◆ **TASK STATEMENT**:
Only the lines from the top of the data through the line with "use async_trait::async_trait;" should be repeated, each exactly as written.
─── MATERIAL FOR THIS EXERCISE
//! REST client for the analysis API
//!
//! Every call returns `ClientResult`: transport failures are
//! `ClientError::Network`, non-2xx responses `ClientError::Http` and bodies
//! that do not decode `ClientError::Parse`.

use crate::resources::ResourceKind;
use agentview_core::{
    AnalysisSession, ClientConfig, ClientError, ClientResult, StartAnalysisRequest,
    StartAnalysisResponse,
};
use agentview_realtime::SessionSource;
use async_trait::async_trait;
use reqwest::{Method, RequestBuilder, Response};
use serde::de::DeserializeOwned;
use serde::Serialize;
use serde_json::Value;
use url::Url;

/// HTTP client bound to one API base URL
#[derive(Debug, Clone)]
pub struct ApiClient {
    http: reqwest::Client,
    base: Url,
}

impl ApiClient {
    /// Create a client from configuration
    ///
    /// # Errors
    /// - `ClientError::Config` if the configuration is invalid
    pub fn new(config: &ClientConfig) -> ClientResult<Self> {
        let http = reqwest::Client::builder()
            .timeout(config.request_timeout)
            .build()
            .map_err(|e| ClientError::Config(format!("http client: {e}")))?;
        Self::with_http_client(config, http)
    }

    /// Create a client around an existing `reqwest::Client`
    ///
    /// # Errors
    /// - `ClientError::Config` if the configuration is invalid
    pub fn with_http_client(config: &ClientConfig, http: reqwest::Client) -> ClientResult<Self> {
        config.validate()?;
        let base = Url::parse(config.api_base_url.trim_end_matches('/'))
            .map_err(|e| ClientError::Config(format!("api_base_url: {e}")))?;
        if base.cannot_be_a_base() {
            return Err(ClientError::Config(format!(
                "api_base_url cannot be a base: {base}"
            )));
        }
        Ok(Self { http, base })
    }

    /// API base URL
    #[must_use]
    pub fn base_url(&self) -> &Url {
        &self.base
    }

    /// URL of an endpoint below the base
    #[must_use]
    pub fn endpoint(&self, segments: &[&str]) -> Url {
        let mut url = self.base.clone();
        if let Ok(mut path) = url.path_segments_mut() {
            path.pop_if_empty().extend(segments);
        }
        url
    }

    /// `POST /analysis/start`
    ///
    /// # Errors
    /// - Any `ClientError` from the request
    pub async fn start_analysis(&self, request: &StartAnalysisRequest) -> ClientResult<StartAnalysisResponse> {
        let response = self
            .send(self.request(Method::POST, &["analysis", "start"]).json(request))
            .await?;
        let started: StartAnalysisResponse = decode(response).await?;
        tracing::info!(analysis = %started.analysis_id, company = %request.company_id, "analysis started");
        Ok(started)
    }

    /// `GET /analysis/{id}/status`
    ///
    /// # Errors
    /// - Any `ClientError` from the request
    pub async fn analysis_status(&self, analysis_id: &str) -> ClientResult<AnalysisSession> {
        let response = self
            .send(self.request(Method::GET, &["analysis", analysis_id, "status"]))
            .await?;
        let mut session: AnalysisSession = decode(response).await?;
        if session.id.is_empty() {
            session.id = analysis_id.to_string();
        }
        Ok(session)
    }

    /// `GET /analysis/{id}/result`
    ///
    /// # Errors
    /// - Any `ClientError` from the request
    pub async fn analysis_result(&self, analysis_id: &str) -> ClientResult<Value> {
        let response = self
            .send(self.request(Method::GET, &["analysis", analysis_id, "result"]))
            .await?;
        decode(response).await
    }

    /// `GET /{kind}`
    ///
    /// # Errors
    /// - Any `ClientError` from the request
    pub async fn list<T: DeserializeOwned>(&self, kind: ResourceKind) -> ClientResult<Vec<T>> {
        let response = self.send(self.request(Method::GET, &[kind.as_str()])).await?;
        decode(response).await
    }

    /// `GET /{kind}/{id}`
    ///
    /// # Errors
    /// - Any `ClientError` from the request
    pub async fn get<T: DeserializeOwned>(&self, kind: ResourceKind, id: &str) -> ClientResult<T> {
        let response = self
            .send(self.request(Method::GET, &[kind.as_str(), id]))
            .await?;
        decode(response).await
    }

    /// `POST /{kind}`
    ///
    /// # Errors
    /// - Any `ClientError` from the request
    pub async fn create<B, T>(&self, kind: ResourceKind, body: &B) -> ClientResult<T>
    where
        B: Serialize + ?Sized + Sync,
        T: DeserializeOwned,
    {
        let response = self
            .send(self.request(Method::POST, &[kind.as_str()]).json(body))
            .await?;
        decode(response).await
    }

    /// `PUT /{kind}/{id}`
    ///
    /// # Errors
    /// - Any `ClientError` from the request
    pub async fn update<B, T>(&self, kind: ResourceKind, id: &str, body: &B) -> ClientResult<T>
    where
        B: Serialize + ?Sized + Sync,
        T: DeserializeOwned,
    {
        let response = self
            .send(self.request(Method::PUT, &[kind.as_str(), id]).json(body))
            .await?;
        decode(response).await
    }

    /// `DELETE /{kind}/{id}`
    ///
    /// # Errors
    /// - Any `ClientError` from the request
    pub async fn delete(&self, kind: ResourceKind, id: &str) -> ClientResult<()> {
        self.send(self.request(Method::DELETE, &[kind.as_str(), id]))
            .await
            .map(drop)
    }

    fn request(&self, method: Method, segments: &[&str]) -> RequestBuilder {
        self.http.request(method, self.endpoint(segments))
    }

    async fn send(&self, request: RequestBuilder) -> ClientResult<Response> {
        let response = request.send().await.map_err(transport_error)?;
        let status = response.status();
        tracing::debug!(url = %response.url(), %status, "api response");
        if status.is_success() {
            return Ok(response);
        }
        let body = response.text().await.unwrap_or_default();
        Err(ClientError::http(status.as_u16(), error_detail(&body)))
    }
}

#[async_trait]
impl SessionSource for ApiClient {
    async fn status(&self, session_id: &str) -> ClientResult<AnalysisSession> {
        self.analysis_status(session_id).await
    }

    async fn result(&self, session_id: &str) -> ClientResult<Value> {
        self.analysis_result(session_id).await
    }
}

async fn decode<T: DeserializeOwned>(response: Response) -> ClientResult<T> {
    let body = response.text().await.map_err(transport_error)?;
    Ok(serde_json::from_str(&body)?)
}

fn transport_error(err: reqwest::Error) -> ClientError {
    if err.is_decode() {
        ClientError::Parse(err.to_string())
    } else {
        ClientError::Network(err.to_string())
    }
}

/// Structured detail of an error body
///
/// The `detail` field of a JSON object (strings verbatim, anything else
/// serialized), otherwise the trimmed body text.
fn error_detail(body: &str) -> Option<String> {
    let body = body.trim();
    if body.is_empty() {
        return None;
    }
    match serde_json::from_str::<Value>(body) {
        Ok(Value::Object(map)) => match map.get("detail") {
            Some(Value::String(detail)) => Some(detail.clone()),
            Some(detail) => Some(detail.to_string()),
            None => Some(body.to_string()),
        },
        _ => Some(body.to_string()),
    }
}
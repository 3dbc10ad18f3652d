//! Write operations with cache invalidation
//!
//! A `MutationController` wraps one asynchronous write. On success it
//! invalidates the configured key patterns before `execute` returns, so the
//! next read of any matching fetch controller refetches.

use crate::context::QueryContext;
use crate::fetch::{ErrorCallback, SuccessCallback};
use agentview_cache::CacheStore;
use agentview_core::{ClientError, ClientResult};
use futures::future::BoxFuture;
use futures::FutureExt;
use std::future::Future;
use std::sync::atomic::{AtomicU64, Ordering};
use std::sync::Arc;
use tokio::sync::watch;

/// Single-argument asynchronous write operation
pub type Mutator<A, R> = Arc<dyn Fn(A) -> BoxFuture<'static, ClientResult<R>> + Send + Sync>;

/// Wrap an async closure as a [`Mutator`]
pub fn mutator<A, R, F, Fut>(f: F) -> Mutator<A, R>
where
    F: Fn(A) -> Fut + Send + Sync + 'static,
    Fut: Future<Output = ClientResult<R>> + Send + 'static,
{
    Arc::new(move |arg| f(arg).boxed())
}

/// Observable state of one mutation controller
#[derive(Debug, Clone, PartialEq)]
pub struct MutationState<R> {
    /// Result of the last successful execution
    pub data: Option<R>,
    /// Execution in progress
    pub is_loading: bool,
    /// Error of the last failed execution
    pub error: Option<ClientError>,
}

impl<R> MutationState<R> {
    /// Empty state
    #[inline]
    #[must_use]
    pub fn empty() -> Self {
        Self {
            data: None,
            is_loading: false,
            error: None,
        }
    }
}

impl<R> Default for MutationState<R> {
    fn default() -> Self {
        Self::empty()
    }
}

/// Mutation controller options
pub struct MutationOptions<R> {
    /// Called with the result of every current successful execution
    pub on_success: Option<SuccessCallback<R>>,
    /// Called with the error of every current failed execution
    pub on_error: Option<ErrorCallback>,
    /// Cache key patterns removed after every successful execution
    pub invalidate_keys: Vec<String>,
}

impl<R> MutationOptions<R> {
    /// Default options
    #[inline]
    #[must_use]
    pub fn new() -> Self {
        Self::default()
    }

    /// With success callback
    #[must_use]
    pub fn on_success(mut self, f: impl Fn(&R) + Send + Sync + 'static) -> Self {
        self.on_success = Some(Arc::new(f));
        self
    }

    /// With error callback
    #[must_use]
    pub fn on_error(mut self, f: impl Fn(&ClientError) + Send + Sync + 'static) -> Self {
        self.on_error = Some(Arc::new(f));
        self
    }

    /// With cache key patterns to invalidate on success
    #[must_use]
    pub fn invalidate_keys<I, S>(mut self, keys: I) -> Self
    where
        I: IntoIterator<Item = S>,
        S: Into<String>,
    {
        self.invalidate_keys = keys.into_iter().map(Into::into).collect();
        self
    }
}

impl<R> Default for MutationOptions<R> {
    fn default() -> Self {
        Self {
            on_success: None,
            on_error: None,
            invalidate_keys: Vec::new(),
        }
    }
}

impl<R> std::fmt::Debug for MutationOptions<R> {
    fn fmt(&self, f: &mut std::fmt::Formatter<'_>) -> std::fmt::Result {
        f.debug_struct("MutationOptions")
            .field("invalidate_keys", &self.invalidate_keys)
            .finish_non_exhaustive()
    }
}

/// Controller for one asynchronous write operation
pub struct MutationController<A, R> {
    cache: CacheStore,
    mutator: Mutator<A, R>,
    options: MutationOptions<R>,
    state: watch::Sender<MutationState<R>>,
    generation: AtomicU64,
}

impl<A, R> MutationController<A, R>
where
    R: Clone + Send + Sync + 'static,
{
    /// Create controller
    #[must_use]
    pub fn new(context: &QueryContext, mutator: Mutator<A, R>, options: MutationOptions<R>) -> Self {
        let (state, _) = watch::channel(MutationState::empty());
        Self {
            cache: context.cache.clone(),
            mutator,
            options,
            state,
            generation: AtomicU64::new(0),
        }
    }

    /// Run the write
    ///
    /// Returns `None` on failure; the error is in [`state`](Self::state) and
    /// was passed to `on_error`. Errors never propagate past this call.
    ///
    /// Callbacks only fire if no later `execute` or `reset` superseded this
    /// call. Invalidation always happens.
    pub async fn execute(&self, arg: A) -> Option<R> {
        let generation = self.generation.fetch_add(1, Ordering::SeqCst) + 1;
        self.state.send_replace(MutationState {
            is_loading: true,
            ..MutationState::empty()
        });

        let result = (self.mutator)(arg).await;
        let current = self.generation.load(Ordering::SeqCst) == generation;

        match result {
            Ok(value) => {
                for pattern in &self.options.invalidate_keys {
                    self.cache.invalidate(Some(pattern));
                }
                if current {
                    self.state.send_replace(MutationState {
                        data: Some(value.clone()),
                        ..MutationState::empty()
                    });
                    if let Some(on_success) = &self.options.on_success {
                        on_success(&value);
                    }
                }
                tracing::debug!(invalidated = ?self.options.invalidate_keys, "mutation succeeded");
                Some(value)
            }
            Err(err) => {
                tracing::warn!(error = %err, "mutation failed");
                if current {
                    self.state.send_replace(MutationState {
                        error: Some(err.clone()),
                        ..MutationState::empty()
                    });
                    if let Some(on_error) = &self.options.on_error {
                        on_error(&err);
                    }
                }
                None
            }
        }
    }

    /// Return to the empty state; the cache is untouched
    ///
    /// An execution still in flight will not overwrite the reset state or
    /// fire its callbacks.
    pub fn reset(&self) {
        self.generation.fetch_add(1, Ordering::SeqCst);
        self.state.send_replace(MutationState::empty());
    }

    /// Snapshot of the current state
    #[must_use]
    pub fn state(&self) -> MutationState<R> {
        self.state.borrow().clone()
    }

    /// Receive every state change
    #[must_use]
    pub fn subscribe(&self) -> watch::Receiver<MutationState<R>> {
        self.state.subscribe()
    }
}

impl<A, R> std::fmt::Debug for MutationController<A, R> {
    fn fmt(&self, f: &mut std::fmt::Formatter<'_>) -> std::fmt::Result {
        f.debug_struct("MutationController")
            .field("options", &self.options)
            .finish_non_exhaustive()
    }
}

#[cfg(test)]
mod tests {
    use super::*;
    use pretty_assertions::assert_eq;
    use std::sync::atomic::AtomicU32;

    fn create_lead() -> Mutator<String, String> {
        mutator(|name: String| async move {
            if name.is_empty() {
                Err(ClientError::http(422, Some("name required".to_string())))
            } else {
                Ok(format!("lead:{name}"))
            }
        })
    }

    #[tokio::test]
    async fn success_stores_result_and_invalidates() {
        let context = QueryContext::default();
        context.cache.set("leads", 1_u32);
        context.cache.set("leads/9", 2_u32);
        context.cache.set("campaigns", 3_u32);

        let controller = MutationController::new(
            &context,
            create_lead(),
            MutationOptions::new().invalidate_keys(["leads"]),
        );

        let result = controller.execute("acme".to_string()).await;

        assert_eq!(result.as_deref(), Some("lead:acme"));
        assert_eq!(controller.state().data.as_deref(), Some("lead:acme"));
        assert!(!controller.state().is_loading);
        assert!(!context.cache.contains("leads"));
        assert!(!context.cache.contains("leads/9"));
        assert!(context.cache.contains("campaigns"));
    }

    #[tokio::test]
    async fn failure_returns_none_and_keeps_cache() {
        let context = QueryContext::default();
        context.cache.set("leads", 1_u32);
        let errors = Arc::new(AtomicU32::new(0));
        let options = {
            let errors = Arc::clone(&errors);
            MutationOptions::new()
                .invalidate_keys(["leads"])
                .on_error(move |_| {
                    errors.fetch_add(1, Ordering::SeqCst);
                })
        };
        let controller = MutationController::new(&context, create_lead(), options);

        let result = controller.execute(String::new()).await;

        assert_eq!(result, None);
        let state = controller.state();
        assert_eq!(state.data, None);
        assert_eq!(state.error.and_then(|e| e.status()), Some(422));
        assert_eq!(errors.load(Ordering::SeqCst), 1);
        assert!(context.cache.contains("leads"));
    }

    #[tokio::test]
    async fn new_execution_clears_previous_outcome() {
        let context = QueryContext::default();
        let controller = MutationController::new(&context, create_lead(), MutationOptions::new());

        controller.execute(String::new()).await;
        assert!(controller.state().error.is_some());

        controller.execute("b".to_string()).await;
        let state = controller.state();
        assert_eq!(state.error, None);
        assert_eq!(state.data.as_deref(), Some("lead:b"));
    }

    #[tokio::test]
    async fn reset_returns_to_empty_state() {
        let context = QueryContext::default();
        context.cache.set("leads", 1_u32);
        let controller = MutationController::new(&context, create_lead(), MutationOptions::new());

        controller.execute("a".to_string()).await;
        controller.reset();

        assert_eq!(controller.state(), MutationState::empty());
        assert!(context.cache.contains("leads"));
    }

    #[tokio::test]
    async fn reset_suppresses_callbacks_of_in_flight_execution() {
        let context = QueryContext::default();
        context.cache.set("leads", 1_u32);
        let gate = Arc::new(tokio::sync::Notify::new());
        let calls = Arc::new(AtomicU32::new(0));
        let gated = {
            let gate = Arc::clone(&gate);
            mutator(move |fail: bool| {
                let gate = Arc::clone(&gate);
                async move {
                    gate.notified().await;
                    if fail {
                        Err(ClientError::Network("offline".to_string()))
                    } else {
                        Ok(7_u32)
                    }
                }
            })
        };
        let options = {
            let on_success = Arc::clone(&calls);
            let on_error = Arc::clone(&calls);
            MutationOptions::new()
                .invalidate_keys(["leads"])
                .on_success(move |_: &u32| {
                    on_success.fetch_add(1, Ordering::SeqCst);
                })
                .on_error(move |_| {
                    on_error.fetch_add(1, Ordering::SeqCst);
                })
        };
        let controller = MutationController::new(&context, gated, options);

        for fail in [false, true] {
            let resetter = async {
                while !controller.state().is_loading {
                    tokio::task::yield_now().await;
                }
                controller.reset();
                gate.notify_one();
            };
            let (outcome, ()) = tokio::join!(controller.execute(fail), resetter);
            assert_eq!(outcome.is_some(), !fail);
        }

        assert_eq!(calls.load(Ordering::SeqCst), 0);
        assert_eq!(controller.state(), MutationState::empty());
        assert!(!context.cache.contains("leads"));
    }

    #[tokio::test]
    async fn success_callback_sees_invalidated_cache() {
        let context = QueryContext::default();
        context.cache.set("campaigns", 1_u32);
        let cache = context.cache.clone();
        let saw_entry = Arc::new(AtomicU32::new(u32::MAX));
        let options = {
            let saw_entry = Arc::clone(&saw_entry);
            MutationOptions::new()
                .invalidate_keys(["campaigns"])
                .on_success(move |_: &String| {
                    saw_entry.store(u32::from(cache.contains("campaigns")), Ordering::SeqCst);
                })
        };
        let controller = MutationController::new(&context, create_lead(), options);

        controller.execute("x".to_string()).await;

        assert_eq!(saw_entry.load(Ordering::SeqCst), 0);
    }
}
──────
◆ **EXERCISE RESPONSE**:
//! REST client for the analysis API
//!
//! Every call returns `ClientResult`: transport failures are
//! `ClientError::Network`, non-2xx responses `ClientError::Http` and bodies
//! that do not decode `ClientError::Parse`.

use crate::resources::ResourceKind;
use agentview_core::{
    AnalysisSession, ClientConfig, ClientError, ClientResult, StartAnalysisRequest,
    StartAnalysisResponse,
};
use agentview_realtime::SessionSource;
use async_trait::async_trait;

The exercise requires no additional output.